→ **What you have to do**: Your output should be the entries below, from the first line up to and including the line with "use async_trait::async_trait;", reproduced exactly and with no other lines.

→ **Entries supplied**:
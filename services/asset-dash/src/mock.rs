// services/asset-dash/src/mock.rs
//
// In-process demo backend: synthetic records served through the same
// PageFetcher seam as the HTTP fetcher, filtered and paged like the real API

use std::collections::HashMap;
use std::time::Duration;

use async_trait::async_trait;
use chrono::{Duration as ChronoDuration, Local};
use rand::rngs::StdRng;
use rand::{Rng, SeedableRng};
use serde_json::{json, Value};
use url::Url;

use svckit::errors::FetchError;
use svckit::fetch::PageFetcher;
use svckit::types::{PageEnvelope, PageMeta};

const DIVISIONS: &[(&str, &[(&str, &str)])] = &[
    ("D1", &[("U1", "Stitching Unit 1"), ("U2", "Stitching Unit 2"), ("U3", "Finishing Unit")]),
    ("D2", &[("U4", "Knitting Unit"), ("U5", "Dyeing Unit")]),
];

const MACHINE_STATUSES: &[&str] = &["Active", "Active", "Active", "Service", "Idle", "Moving", "Breakdown"];
const OWNERSHIPS: &[&str] = &["Owned", "Owned", "Rented", "Demo"];
const MAKES: &[(&str, &str)] = &[("Juki", "DDL-8700"), ("Brother", "S-7300A"), ("Pegasus", "M900"), ("Yamato", "VG3711")];
const MACHINE_TYPES: &[&str] = &["Lockstitch", "Overlock", "Flatlock", "Bartack"];
const BREAKDOWN_STATUSES: &[&str] = &["Assigned", "Escalated", "Not Attended", "Pending Approval", "Resolved", "Resolved"];
const PERIODIC_STATUSES: &[&str] = &["Assigned", "Not Attended", "Escalated", "Pending Approval", "Resolved", "Pending", "Upcoming"];
const CATEGORIES: &[&str] = &["Electrical Breakdown", "Mechanical Breakdown"];
const SPARE_STATUSES: &[&str] = &["In Stock", "In Stock", "Critical", "Out of Stock"];
const EQUIPMENT_STATUSES: &[&str] = &["Working", "Working", "Repair", "Not Working"];
const EQUIPMENT_TYPES: &[&str] = &["Transformer", "Generator", "Compressor", "Chiller"];
const MECHANICS: &[&str] = &["ravi", "anita", "kumar", "selvi"];

pub struct DemoBackend {
    collections: HashMap<&'static str, Vec<Value>>,
    failure_ratio: Option<(u32, u32)>,
    latency_ms: Option<(u64, u64)>,
}

impl DemoBackend {
    /// Deterministic dataset for a given seed; no latency, no failures.
    pub fn new(seed: u64) -> Self {
        let mut rng = StdRng::seed_from_u64(seed);
        let units: Vec<(&str, &str, &str)> = DIVISIONS
            .iter()
            .flat_map(|(division, units)| units.iter().map(move |(id, name)| (*division, *id, *name)))
            .collect();

        let mut collections: HashMap<&'static str, Vec<Value>> = HashMap::new();
        collections.insert("units", units.iter().map(|u| unit_json(*u)).collect());
        collections.insert("machines", machines(&mut rng, &units, 640));
        collections.insert("breakdown_maintainance", tickets(&mut rng, &units, 520));
        collections.insert("spare-parts-item", spare_parts(&mut rng, &units, 180));
        collections.insert("Equipments", equipment(&mut rng, &units, 72));

        Self {
            collections,
            failure_ratio: None,
            latency_ms: None,
        }
    }

    /// Fails roughly `numerator` in `denominator` page requests with a network error.
    pub fn with_failures(mut self, numerator: u32, denominator: u32) -> Self {
        self.failure_ratio = Some((numerator, denominator.max(numerator).max(1)));
        self
    }

    pub fn with_latency(mut self, min_ms: u64, max_ms: u64) -> Self {
        self.latency_ms = Some((min_ms, max_ms.max(min_ms + 1)));
        self
    }

    pub fn record_count(&self, collection: &str) -> usize {
        self.collections.get(collection).map_or(0, |c| c.len())
    }

    fn serve(&self, url: &Url) -> Result<PageEnvelope<Value>, FetchError> {
        let endpoint = url
            .path_segments()
            .and_then(|mut segments| segments.next_back())
            .unwrap_or_default();
        let collection = endpoint.strip_suffix(":list").ok_or_else(|| FetchError::HttpStatus {
            code: 404,
            url: url.to_string(),
        })?;
        let records = self.collections.get(collection).ok_or_else(|| FetchError::HttpStatus {
            code: 404,
            url: url.to_string(),
        })?;

        let mut page: u32 = 1;
        let mut page_size: u32 = 20;
        let mut filter = Value::Null;
        let mut descending = false;
        for (key, value) in url.query_pairs() {
            match key.as_ref() {
                "page" => page = value.parse().unwrap_or(1).max(1),
                "pageSize" => page_size = value.parse().unwrap_or(20).max(1),
                "filter" => filter = serde_json::from_str(&value)?,
                "sort[]" => descending = value == "-id",
                _ => {}
            }
        }

        let mut matched: Vec<&Value> = records.iter().filter(|r| matches(r, &filter)).collect();
        if descending {
            matched.reverse();
        }

        let count = matched.len();
        let total_pages = (count as u32).div_ceil(page_size).max(1);
        let start = ((page - 1) * page_size) as usize;
        let data = matched
            .into_iter()
            .skip(start)
            .take(page_size as usize)
            .cloned()
            .collect();

        Ok(PageEnvelope {
            data,
            meta: PageMeta {
                count: Some(count as u64),
                page,
                page_size,
                total_pages: Some(total_pages),
                has_next: Some(page < total_pages),
            },
        })
    }
}

#[async_trait]
impl PageFetcher for DemoBackend {
    async fn fetch_page(&self, url: &Url) -> Result<PageEnvelope<Value>, FetchError> {
        if let Some((min, max)) = self.latency_ms {
            let delay = rand::thread_rng().gen_range(min..max);
            tokio::time::sleep(Duration::from_millis(delay)).await;
        }

        if let Some((numerator, denominator)) = self.failure_ratio {
            if rand::thread_rng().gen_ratio(numerator, denominator) {
                return Err(FetchError::Network("demo backend dropped the connection".to_string()));
            }
        }

        self.serve(url)
    }

    fn name(&self) -> &str {
        "demo"
    }
}

/// Evaluates a filter document the way the backend does: nested keys walk
/// relations, `$`-keys compare the value reached.
fn matches(record: &Value, filter: &Value) -> bool {
    let Some(conditions) = filter.as_object() else {
        return true;
    };

    conditions.iter().all(|(key, expected)| match key.as_str() {
        "$and" => expected
            .as_array()
            .map_or(true, |clauses| clauses.iter().all(|c| matches(record, c))),
        "$eq" => record == expected,
        "$includes" => match (record.as_str(), expected.as_str()) {
            (Some(actual), Some(needle)) => actual.contains(needle),
            _ => false,
        },
        "$gte" => compare_dates(record, expected).map_or(false, |o| o.is_ge()),
        "$lte" => compare_dates(record, expected).map_or(false, |o| o.is_le()),
        field => matches(record.get(field).unwrap_or(&Value::Null), expected),
    })
}

fn compare_dates(record: &Value, bound: &Value) -> Option<std::cmp::Ordering> {
    let actual = record.as_str()?.get(..10)?;
    Some(actual.cmp(bound.as_str()?))
}

fn unit_json((division, id, name): (&str, &str, &str)) -> Value {
    json!({
        "unit_id": id,
        "unit_name": name,
        "division": {"division_id": division}
    })
}

fn pick<'a>(rng: &mut StdRng, options: &[&'a str]) -> &'a str {
    options[rng.gen_range(0..options.len())]
}

fn yes_no(rng: &mut StdRng, yes_ratio: f64) -> &'static str {
    if rng.gen_bool(yes_ratio) {
        "Yes"
    } else {
        "No"
    }
}

fn location(rng: &mut StdRng, id: usize) -> Value {
    json!({
        "location_id": format!("L-{:03}", id % 40),
        "department": pick(rng, &["Sewing", "Cutting", "Finishing"]),
        "building": pick(rng, &["A", "B"]),
        "floor": format!("{}", rng.gen_range(1..4)),
        "line": format!("Line {}", rng.gen_range(1..13)),
    })
}

fn machines(rng: &mut StdRng, units: &[(&str, &str, &str)], n: usize) -> Vec<Value> {
    (1..=n)
        .map(|id| {
            let unit = units[rng.gen_range(0..units.len())];
            let (make, model) = MAKES[rng.gen_range(0..MAKES.len())];
            json!({
                "id": id,
                "machine_id": format!("M-{:05}", id),
                "machine_no": format!("{}", 1000 + id),
                "make": make,
                "model": model,
                "status": pick(rng, MACHINE_STATUSES),
                "ownership": pick(rng, OWNERSHIPS),
                "has_amc": yes_no(rng, 0.6),
                "has_warranty": yes_no(rng, 0.45),
                "calibration_required": yes_no(rng, 0.3),
                "asset-current-value": rng.gen_range(20_000..250_000),
                "machine_type": {"machine_type": pick(rng, MACHINE_TYPES)},
                "machine_location": location(rng, id),
                "unit": unit_json(unit),
            })
        })
        .collect()
}

fn tickets(rng: &mut StdRng, units: &[(&str, &str, &str)], n: usize) -> Vec<Value> {
    let today = Local::now().date_naive();
    (1..=n)
        .map(|id| {
            let unit = units[rng.gen_range(0..units.len())];
            let breakdown = rng.gen_bool(0.55);
            let date = if rng.gen_ratio(1, 25) {
                Value::Null
            } else {
                let day = today - ChronoDuration::days(rng.gen_range(0..120));
                json!(format!("{}T{:02}:15:00.000Z", day.format("%Y-%m-%d"), rng.gen_range(6..20)))
            };
            let (make, model) = MAKES[rng.gen_range(0..MAKES.len())];

            let mut site = location(rng, id);
            site["unit"] = unit_json(unit);

            json!({
                "id": id,
                "maintainance_type": if breakdown { "breakdown" } else { "preventive" },
                "status": pick(rng, if breakdown { BREAKDOWN_STATUSES } else { PERIODIC_STATUSES }),
                "breakdown-category": if breakdown { json!(pick(rng, CATEGORIES)) } else { Value::Null },
                "maintainance_date": date,
                "broken_machine": {
                    "machine_id": format!("M-{:05}", rng.gen_range(1..640)),
                    "make": make,
                    "model": model,
                    "machine_type": {"machine_type": pick(rng, MACHINE_TYPES)},
                },
                "assigned_to": {"id": rng.gen_range(1..5), "username": pick(rng, MECHANICS)},
                "location": site,
            })
        })
        .collect()
}

fn spare_parts(rng: &mut StdRng, units: &[(&str, &str, &str)], n: usize) -> Vec<Value> {
    (1..=n)
        .map(|id| {
            let unit = units[rng.gen_range(0..units.len())];
            let item_no = format!("SP-{:04}", id);
            json!({
                "id": id,
                "spare-parts-item-no": item_no,
                "available-qty": rng.gen_range(0..400),
                "critical-qty": rng.gen_range(5..50),
                "status": pick(rng, SPARE_STATUSES),
                "spare-parts-item": {
                    "spare-parts-item-no": item_no,
                    "spares_description": pick(rng, &["Needle plate", "Feed dog", "Bobbin case", "Looper", "Presser foot"]),
                },
                "unit": unit_json(unit),
            })
        })
        .collect()
}

fn equipment(rng: &mut StdRng, units: &[(&str, &str, &str)], n: usize) -> Vec<Value> {
    (1..=n)
        .map(|id| {
            let unit = units[rng.gen_range(0..units.len())];
            json!({
                "id": id,
                "equipment-id": format!("EQ-{:03}", id),
                "make": pick(rng, &["ABB", "Siemens", "Kirloskar"]),
                "model": format!("X{}", rng.gen_range(100..900)),
                "mcs-sl-no": format!("MCS{:05}", rng.gen_range(1..99_999)),
                "Status": pick(rng, EQUIPMENT_STATUSES),
                "equipment-type": {"equipment-type": pick(rng, EQUIPMENT_TYPES)},
                "unit": unit_json(unit),
                "location": location(rng, id),
            })
        })
        .collect()
}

→ **Solution**:
filename services/asset-dash/src/mock.rs
// services/asset-dash/src/mock.rs
//
// In-process demo backend: synthetic records served through the same
// PageFetcher seam as the HTTP fetcher, filtered and paged like the real API

use std::collections::HashMap;
use std::time::Duration;

use async_trait::async_trait;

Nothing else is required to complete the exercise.